Ich weiß, dass ich kontrolliere, aber das tut mein Mann auch, Möglicherweise mehr als ich. Jedes Mal, wenn ich im Begriff war, ihn zu verlassen, jedes Mal, wenn ich drauf und dran war zu gehen, fand er genau die richtigen Worte, um mich zurückzuholen. Und er wusste, wie ich reagieren würde. Er sagte genau das, was ich hören musste, um zu bleiben, wo er mich haben wollte. Er wusste, was er tat, und er wusste, was ich tun würde. Ich weiß das deshalb, weil er es mir gesagt hat, als wir beide anfingen, uns zu ändern und innerlich gesund zu werden. – Anonym

Manche reagieren hochsensibel auf Worte.

Ein „Ich liebe dich“ zur rechten Zeit; der richtige Moment für „Es tut mir leid“; eine Entschuldigung im richtigen Tonfall; ein Streicheln über Haar; ein Dutzend Rosen; ein Kuss; eine Grußkarte; ein paar Worte; ein Liebesversprechen, das erst noch eingehalten werden muss – all das kann uns in einen Strudel von Verdrängungen stürzen. Worte können bewirken, dass wir verdrängen, dass wir belogen, benutzt oder missbraucht werden.

Es gibt Menschen, die uns vorsätzlich durch Schmeicheleien beeinflussen, uns kontrollieren und manipulieren. Sie wissen, wie empfänglich wir sind für die richtigen Worte zum richtigen Zeitpunkt. Legen Sie also Ihre Naivität ab. Solche Menschen wissen genau, was sie tun. Sie kennen ihre Wirkung auf uns.

Wir dürfen Worten nicht immer Bedeutung beimessen, auch wenn die Worte genau das ausdrücken, ws wir hören wollen, auch wenn sie uns gut tun, auch wenn die Worte unseren Schmerz lindern.

Früher oder später werden wir erkennen, wann ein Verhalten nicht mit den Worten eines Menschen übereinstimmt und ob wir zulassen, dass wir kontrolliert, manipuliert, betrogen werden. Früher oder später werden wir erkennen, dass es sich um billige Schmeicheleien handelt, wenn das Verhalten des Betreffenden nicht mit seinen Worten übereinstimmt.

Wir können von den Menschen unserer Umgebung fordern, dass ihre Taten dem entsprechen, was sie sagen.
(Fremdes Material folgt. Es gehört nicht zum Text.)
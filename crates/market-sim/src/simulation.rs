//! Market Simulation
//!
//! The tick scheduler. One `MarketSimulation` value owns all market state;
//! `step` is its only mutator during a run and either commits a whole tick
//! or leaves the engine marked as corrupted.

use bazaar_core::{CompletedOrder, OrderId, Order, Price, PricePoint, Quantity, Side, Tick, Trade};
use bazaar_ports::MatchingAlgorithm;
use log::{debug, error, info, trace};
use rand::rngs::StdRng;
use rand::{Rng, SeedableRng};
use rust_decimal::Decimal;
use serde::{Deserialize, Serialize};

use crate::config::SimulationConfig;
use crate::error::{Result, SimulationError};
use crate::generator::RandomOrderGenerator;
use crate::matching_engine::MatchingEngine;
use crate::mean_reversion::MeanReversionTracker;
use crate::news::{NewsBias, NewsBiasController, NewsDirection, NewsTransition};
use crate::order_book::OrderBook;
use crate::snapshot::{MarketSnapshot, TickReport};

/// Counters aggregated over the run
#[derive(Debug, Clone, Default, PartialEq, Eq, Serialize, Deserialize)]
pub struct SimulationStats {
    /// Ticks committed
    pub ticks: u64,
    /// Orders created by the generator
    pub orders_generated: u64,
    /// Orders placed from outside the generator
    pub orders_placed: u64,
    /// Transactions executed
    pub trades: u64,
    /// Units exchanged
    pub volume: u64,
    /// Orders discarded by capacity enforcement
    pub evicted: u64,
    /// Ticks with at least one transaction
    pub ticks_with_trades: u64,
    /// News shocks started
    pub news_events: u64,
}

pub struct MarketSimulation<R: Rng = StdRng> {
    config: SimulationConfig,
    rng: R,
    tick: Tick,
    current_price: Price,
    next_order_id: OrderId,
    book: OrderBook,
    completed: Vec<CompletedOrder>,
    price_history: Vec<PricePoint>,
    last_trades: Vec<Trade>,
    news: NewsBiasController,
    reversion: MeanReversionTracker,
    generator: RandomOrderGenerator,
    matching: MatchingEngine,
    stats: SimulationStats,
    corrupted: bool,
}

impl MarketSimulation<StdRng> {
    /// Create a simulation driven by a `StdRng` seeded from `seed`
    pub fn with_seed(config: SimulationConfig, seed: u64) -> Result<Self> {
        Self::new(config, StdRng::seed_from_u64(seed))
    }

    /// Return to the initial state, reseeding the generator
    pub fn reset(&mut self, seed: u64) {
        self.reset_with_rng(StdRng::seed_from_u64(seed));
    }
}

impl<R: Rng> MarketSimulation<R> {
    /// Create a simulation at tick 0 with all randomness drawn from `rng`
    pub fn new(config: SimulationConfig, rng: R) -> Result<Self> {
        config.validate()?;

        let initial_price = config.initial_price;
        Ok(Self {
            rng,
            tick: 0,
            current_price: initial_price,
            next_order_id: 1,
            book: OrderBook::new(config.max_book_size),
            completed: Vec::new(),
            price_history: vec![PricePoint::new(0, initial_price)],
            last_trades: Vec::new(),
            news: NewsBiasController::new(config.news.clone()),
            reversion: MeanReversionTracker::new(config.mean_reversion.window),
            generator: RandomOrderGenerator::new(&config),
            matching: MatchingEngine::new(),
            stats: SimulationStats::default(),
            corrupted: false,
            config,
        })
    }

    /// Swap the transaction pricing policy
    pub fn with_matching_algorithm(mut self, algorithm: Box<dyn MatchingAlgorithm>) -> Self {
        self.matching = MatchingEngine::with_algorithm(algorithm);
        self
    }

    /// Advance one tick and report what it produced.
    ///
    /// The report only carries this tick's activity; call
    /// [`snapshot`](Self::snapshot) between steps for the full market view.
    /// A failed step poisons the engine; every later call returns
    /// [`SimulationError::Corrupted`] until it is reset.
    pub fn step(&mut self) -> Result<TickReport> {
        if self.corrupted {
            return Err(SimulationError::Corrupted { tick: self.tick });
        }

        self.advance().inspect_err(|e| {
            self.corrupted = true;
            error!("Tick {} failed, simulation corrupted: {}", self.tick, e);
        })
    }

    fn advance(&mut self) -> Result<TickReport> {
        self.tick += 1;
        let tick = self.tick;

        // 1. News shock transition
        let news = self.news.advance(tick, &mut self.rng);
        if let NewsTransition::Activated(_) = news {
            self.stats.news_events += 1;
        }

        // 2. Mean reversion against the latest trade price
        let reversion_bias = self.reversion.update(self.current_price);

        // 3. New orders
        let count = self.generator.orders_this_tick(&mut self.rng);
        for _ in 0..count {
            let id = self.allocate_order_id();
            let order = self.generator.generate(
                tick,
                self.current_price,
                self.news.active_bias(),
                reversion_bias,
                id,
                &mut self.rng,
            );
            debug!("New {} order #{}: {}", order.side, order.id, order);
            self.book.insert(order);
        }
        self.stats.orders_generated += count as u64;

        // 4. Capacity
        let evicted = self.book.enforce_capacity(&mut self.rng);
        self.stats.evicted += evicted.len() as u64;

        // 5. Matching
        let outcome = self.matching.cross(&mut self.book, tick)?;
        if let Some(price) = outcome.last_price() {
            self.current_price = price;
            self.stats.ticks_with_trades += 1;
        }
        self.stats.trades += outcome.trades.len() as u64;
        self.stats.volume += outcome.volume();
        self.completed.extend(outcome.completed.iter().cloned());
        self.last_trades.clone_from(&outcome.trades);

        // 6. History
        self.price_history
            .push(PricePoint::new(tick, self.current_price));
        self.stats.ticks += 1;

        assert!(
            self.book.len() <= self.book.max_size(),
            "book holds {} orders after tick {}, limit {}",
            self.book.len(),
            tick,
            self.book.max_size()
        );

        trace!(
            "Tick {}: bids={}, asks={}, price={:.2}",
            tick,
            self.book.bid_count(),
            self.book.ask_count(),
            self.current_price
        );

        Ok(TickReport {
            tick,
            current_price: self.current_price,
            trades: outcome.trades,
            completed: outcome.completed,
            orders_generated: count,
            evicted: evicted.len(),
            news,
            bid_count: self.book.bid_count(),
            ask_count: self.book.ask_count(),
        })
    }

    /// Immutable copy of the current committed state
    pub fn snapshot(&self) -> MarketSnapshot {
        MarketSnapshot {
            tick: self.tick,
            current_price: self.current_price,
            active_bids: self.book.sorted_bids(),
            active_asks: self.book.sorted_asks(),
            completed_orders: self.completed.clone(),
            news_bias: self.news.active_bias().copied(),
            running_average: self.running_average(),
            mean_reversion_bias: self.reversion.bias(),
            price_history: self.price_history.clone(),
            trades: self.last_trades.clone(),
        }
    }

    /// Rest an order in the book at the current tick.
    ///
    /// It is subject to capacity enforcement and matching on the next step.
    pub fn place_order(&mut self, side: Side, price: Price, quantity: Quantity) -> Result<OrderId> {
        if price <= Decimal::ZERO {
            return Err(SimulationError::InvalidOrder(format!(
                "price must be positive, got {}",
                price
            )));
        }
        if quantity == 0 {
            return Err(SimulationError::InvalidOrder(
                "quantity must be at least 1".to_string(),
            ));
        }

        let id = self.allocate_order_id();
        self.book
            .insert(Order::new(id, side, price, quantity, self.tick));
        self.stats.orders_placed += 1;
        Ok(id)
    }

    /// Start a news shock now, replacing any running one
    pub fn inject_news(&mut self, duration: Tick, direction: NewsDirection) -> NewsBias {
        self.stats.news_events += 1;
        self.news.activate(self.tick, duration, direction)
    }

    /// Return to the initial state with a fresh generator
    pub fn reset_with_rng(&mut self, rng: R) {
        info!("Resetting simulation at tick {}", self.tick);

        self.rng = rng;
        self.tick = 0;
        self.current_price = self.config.initial_price;
        self.next_order_id = 1;
        self.book.clear();
        self.completed.clear();
        self.price_history = vec![PricePoint::new(0, self.current_price)];
        self.last_trades.clear();
        self.news.clear();
        self.reversion.clear();
        self.stats = SimulationStats::default();
        self.corrupted = false;
    }

    fn allocate_order_id(&mut self) -> OrderId {
        let id = self.next_order_id;
        self.next_order_id += 1;
        id
    }

    pub fn tick(&self) -> Tick {
        self.tick
    }

    pub fn current_price(&self) -> Price {
        self.current_price
    }

    pub fn book(&self) -> &OrderBook {
        &self.book
    }

    pub fn completed_orders(&self) -> &[CompletedOrder] {
        &self.completed
    }

    pub fn price_history(&self) -> &[PricePoint] {
        &self.price_history
    }

    pub fn news_bias(&self) -> Option<&NewsBias> {
        self.news.active_bias()
    }

    pub fn mean_reversion_bias(&self) -> f64 {
        self.reversion.bias()
    }

    /// Mean of the trailing window, or the current price before any sample
    pub fn running_average(&self) -> Price {
        self.reversion.mean().unwrap_or(self.current_price)
    }

    pub fn stats(&self) -> &SimulationStats {
        &self.stats
    }

    pub fn config(&self) -> &SimulationConfig {
        &self.config
    }

    pub fn matching_algorithm(&self) -> &str {
        self.matching.algorithm_name()
    }

    pub fn is_corrupted(&self) -> bool {
        self.corrupted
    }
}
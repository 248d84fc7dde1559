use bazaar_core::{Order, Price, Quantity, Tick, Trade};

use crate::error::MatchingResult;

/// Port for order matching algorithms
///
/// An algorithm decides whether a bid and an ask cross and at which price
/// they trade. Walking the book is the caller's job.
pub trait MatchingAlgorithm: Send {
    /// Check if two orders can match
    fn can_match(&self, bid: &Order, ask: &Order) -> bool;

    /// Price at which a crossing bid and ask transact
    fn execution_price(&self, bid: &Order, ask: &Order) -> Price;

    /// Match two orders and return the resulting trade and remaining quantities
    ///
    /// Returns: (trade, bid_remaining_qty, ask_remaining_qty)
    fn match_orders(
        &self,
        bid: &Order,
        ask: &Order,
        tick: Tick,
    ) -> MatchingResult<(Trade, Quantity, Quantity)>;

    /// Get the name of the algorithm
    fn name(&self) -> &str;
}
//! Integration test: long seeded runs of the market simulation
//!
//! Checks the book and log invariants on every tick, replay determinism,
//! capacity eviction, and the effect of the bias terms on the price path.

use bazaar_sim::{
    MarketSimulation, MeanReversionTracker, NewsDirection, RandomOrderGenerator, Side,
    SimulationConfig,
};
use rand::SeedableRng;
use rand::rngs::StdRng;
use rust_decimal::prelude::ToPrimitive;
use rust_decimal_macros::dec;

const SEED: u64 = 42;
const N_TICKS: usize = 2_000;

fn quiet_config() -> SimulationConfig {
    let mut config = SimulationConfig::default();
    config.news.activation_probability = 0.0;
    config
}

#[test]
fn test_invariants_hold_every_tick() {
    let mut sim = MarketSimulation::with_seed(SimulationConfig::default(), SEED).unwrap();

    for _ in 0..N_TICKS {
        sim.step().unwrap();
        let snapshot = sim.snapshot();

        assert!(snapshot.book_size() <= 100, "book size {}", snapshot.book_size());

        for order in snapshot.active_bids.iter().chain(snapshot.active_asks.iter()) {
            assert!(order.quantity > 0);
            assert!(order.tick_taken.is_none());
            assert!(order.price >= dec!(0.01));
        }
        for done in &snapshot.completed_orders {
            assert_eq!(done.quantity, 0);
            assert!(done.tick_taken >= done.tick_placed);
        }

        // Sorted views: bids descending, asks ascending
        assert!(
            snapshot
                .active_bids
                .windows(2)
                .all(|w| w[0].price >= w[1].price)
        );
        assert!(
            snapshot
                .active_asks
                .windows(2)
                .all(|w| w[0].price <= w[1].price)
        );

        // Book never rests crossed after matching
        if let (Some(bid), Some(ask)) = (snapshot.best_bid(), snapshot.best_ask()) {
            assert!(bid.price < ask.price);
        }

        assert!(snapshot.current_price > dec!(0));
        assert_eq!(snapshot.price_history.len(), snapshot.tick as usize + 1);
    }

    assert_eq!(sim.stats().ticks, N_TICKS as u64);
    assert!(sim.stats().trades > 0);
}

#[test]
fn test_same_seed_replays_identically() {
    let mut a = MarketSimulation::with_seed(SimulationConfig::default(), 999).unwrap();
    let mut b = MarketSimulation::with_seed(SimulationConfig::default(), 999).unwrap();

    for _ in 0..500 {
        assert_eq!(a.step().unwrap(), b.step().unwrap());
    }
    assert_eq!(a.snapshot(), b.snapshot());
    assert_eq!(a.stats(), b.stats());
}

#[test]
fn test_step_report_does_not_grow_with_run_length() {
    let config = SimulationConfig::default();
    let per_tick_limit = config.max_book_size + config.max_orders_per_tick;
    let mut sim = MarketSimulation::with_seed(config, SEED).unwrap();

    let mut completed_total = 0;
    for _ in 0..20_000 {
        let report = sim.step().unwrap();
        assert!(report.completed.len() <= per_tick_limit);
        assert!(report.trades.len() <= per_tick_limit);
        assert!(report.bid_count + report.ask_count <= 100);
        completed_total += report.completed.len();
    }

    // The full logs live in the engine and only come out through snapshot()
    assert_eq!(sim.completed_orders().len(), completed_total);
    assert_eq!(sim.price_history().len(), 20_001);
}

#[test]
fn test_different_seeds_diverge() {
    let mut a = MarketSimulation::with_seed(SimulationConfig::default(), 1).unwrap();
    let mut b = MarketSimulation::with_seed(SimulationConfig::default(), 2).unwrap();

    let mut diverged = false;
    for _ in 0..100 {
        if a.step().unwrap() != b.step().unwrap() {
            diverged = true;
            break;
        }
    }
    assert!(diverged);
}

#[test]
fn test_order_ids_are_unique_and_increasing() {
    let mut sim = MarketSimulation::with_seed(quiet_config(), SEED).unwrap();
    for _ in 0..300 {
        sim.step().unwrap();
    }

    let snapshot = sim.snapshot();
    let mut ids: Vec<u64> = snapshot
        .active_bids
        .iter()
        .chain(snapshot.active_asks.iter())
        .map(|o| o.id)
        .chain(snapshot.completed_orders.iter().map(|o| o.id))
        .collect();
    let total = ids.len();
    ids.sort_unstable();
    ids.dedup();
    assert_eq!(ids.len(), total);
    assert!(ids.iter().all(|&id| id >= 1 && id <= sim.stats().orders_generated));
}

#[test]
fn test_capacity_eviction_never_logs_completion() {
    let config = SimulationConfig {
        min_orders_per_tick: 0,
        max_orders_per_tick: 0,
        ..quiet_config()
    };
    let mut sim = MarketSimulation::with_seed(config, SEED).unwrap();

    // 80 bids and 80 asks that cannot cross
    let mut placed = Vec::new();
    for _ in 0..80 {
        placed.push(sim.place_order(Side::Buy, dec!(90), 1).unwrap());
        placed.push(sim.place_order(Side::Sell, dec!(110), 1).unwrap());
    }
    assert_eq!(sim.book().len(), 160);

    sim.step().unwrap();

    let snapshot = sim.snapshot();

    assert_eq!(snapshot.book_size(), 100);
    assert_eq!(sim.stats().evicted, 60);
    assert!(snapshot.completed_orders.is_empty());
    assert!(snapshot.trades.is_empty());

    let resting: Vec<u64> = snapshot
        .active_bids
        .iter()
        .chain(snapshot.active_asks.iter())
        .map(|o| o.id)
        .collect();
    let evicted = placed.iter().filter(|id| !resting.contains(id)).count();
    assert_eq!(evicted, 60);
}

#[test]
fn test_standing_order_sets_price_through_step() {
    let config = SimulationConfig {
        min_orders_per_tick: 0,
        max_orders_per_tick: 0,
        ..quiet_config()
    };
    let mut sim = MarketSimulation::with_seed(config, SEED).unwrap();

    sim.place_order(Side::Sell, dec!(100), 3).unwrap();
    sim.step().unwrap();
    sim.place_order(Side::Buy, dec!(101), 5).unwrap();
    sim.step().unwrap();
    let snapshot = sim.snapshot();

    assert_eq!(snapshot.current_price, dec!(100.00));
    assert_eq!(snapshot.active_bids[0].quantity, 2);
    assert_eq!(snapshot.completed_orders[0].side, Side::Sell);
    assert_eq!(
        snapshot.price_history.last().map(|p| p.price),
        Some(dec!(100.00))
    );
}

#[test]
fn test_simultaneous_orders_trade_at_midpoint() {
    let config = SimulationConfig {
        min_orders_per_tick: 0,
        max_orders_per_tick: 0,
        ..quiet_config()
    };
    let mut sim = MarketSimulation::with_seed(config, SEED).unwrap();

    sim.place_order(Side::Buy, dec!(102), 4).unwrap();
    sim.place_order(Side::Sell, dec!(98), 4).unwrap();
    sim.step().unwrap();
    let snapshot = sim.snapshot();

    assert_eq!(snapshot.current_price, dec!(100.00));
    assert_eq!(snapshot.completed_orders.len(), 2);
    assert_eq!(snapshot.book_size(), 0);
}

#[test]
fn test_news_lifecycle_through_step() {
    let mut sim = MarketSimulation::with_seed(quiet_config(), SEED).unwrap();
    for _ in 0..4 {
        sim.step().unwrap();
    }

    let bias = sim.inject_news(3, NewsDirection::Down);
    let (t, d) = (bias.start_tick, bias.duration());
    assert_eq!((t, d), (4, 3));

    // Present on ticks t+1..=t+d as seen from step, absent at t+d+1
    for _ in 0..d {
        sim.step().unwrap();
        let snapshot = sim.snapshot();
        assert_eq!(snapshot.news_bias, Some(bias));
        assert!(snapshot.tick <= t + d);
    }
    sim.step().unwrap();
    let snapshot = sim.snapshot();
    assert_eq!(snapshot.tick, t + d + 1);
    assert_eq!(snapshot.news_bias, None);
}

#[test]
fn test_reversion_window_skews_generated_orders_upward() {
    let config = SimulationConfig::default();
    let generator = RandomOrderGenerator::new(&config);

    // Seed the window to a known mean above the current price
    let mut tracker = MeanReversionTracker::new(config.mean_reversion.window);
    for _ in 0..999 {
        tracker.update(dec!(120));
    }
    let bias = tracker.update(dec!(100));
    assert!(bias > 0.0);

    let mut rng = StdRng::seed_from_u64(SEED);
    let samples = 20_000u64;
    let total: f64 = (0..samples)
        .map(|id| {
            generator
                .generate(1, dec!(100), None, bias, id, &mut rng)
                .price
                .to_f64()
                .unwrap()
        })
        .sum();
    let mean = total / samples as f64;

    // Expected shift is bias * 100 * 0.03, about +0.6
    assert!(mean > 100.3, "mean generated price {}", mean);
}

#[test]
fn test_news_shock_moves_price_path() {
    let run = |direction: NewsDirection| {
        let mut sim = MarketSimulation::with_seed(quiet_config(), 7).unwrap();
        sim.inject_news(10_000, direction);
        for _ in 0..500 {
            sim.step().unwrap();
        }
        sim.current_price()
    };

    let up = run(NewsDirection::Up);
    let down = run(NewsDirection::Down);
    assert!(up > down, "up {} vs down {}", up, down);
}

#[test]
fn test_snapshot_is_detached_from_engine() {
    let mut sim = MarketSimulation::with_seed(SimulationConfig::default(), SEED).unwrap();
    sim.step().unwrap();
    let before = sim.snapshot();
    let copy = before.clone();

    for _ in 0..20 {
        sim.step().unwrap();
    }

    assert_eq!(before, copy);
    assert_eq!(before.tick, 1);
}

#[test]
fn test_snapshot_serializes() {
    let mut sim = MarketSimulation::with_seed(SimulationConfig::default(), SEED).unwrap();
    for _ in 0..10 {
        sim.step().unwrap();
    }
    let json = serde_json::to_string(&sim.snapshot()).unwrap();
    assert!(json.contains("\"price_history\""));
    assert!(json.contains("\"running_average\""));
}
Wir können lernen, und nicht durch billiges Gerede manipulieren oder beeinflussen zu lassen.

Wir können zwar nicht kontrollieren, was andere tun, können aber unsere eigenen Verhaltens- und Handlungsweisen bestimmten. Wir brauchen uns nicht von geschickt gewählten, ausgeklügelten Schmeicheleien blenden zu lassen – auch wenn die Worte genau das ausdrücken, was wir hören wollen, auch wenn sie unseren Schmerz lindern.

Heute werde ich mich nicht durch Worte verletzen lassen. Gott, verhilf mir zu Selbstvertrauen, um die Wahrheit zu erkennen, auch dann, wenn ich betrogen werde. Hilf mir, Beziehungen zu pflegen, in denen Wort und Tat einander entsprechen. Hilf mir zu glauben, dass ich diese Übereinstimmung und Wahrheit von den Menschen – ihrem Verhalten, ihren Worten – erwarten kann, die mir am Herzen liegen.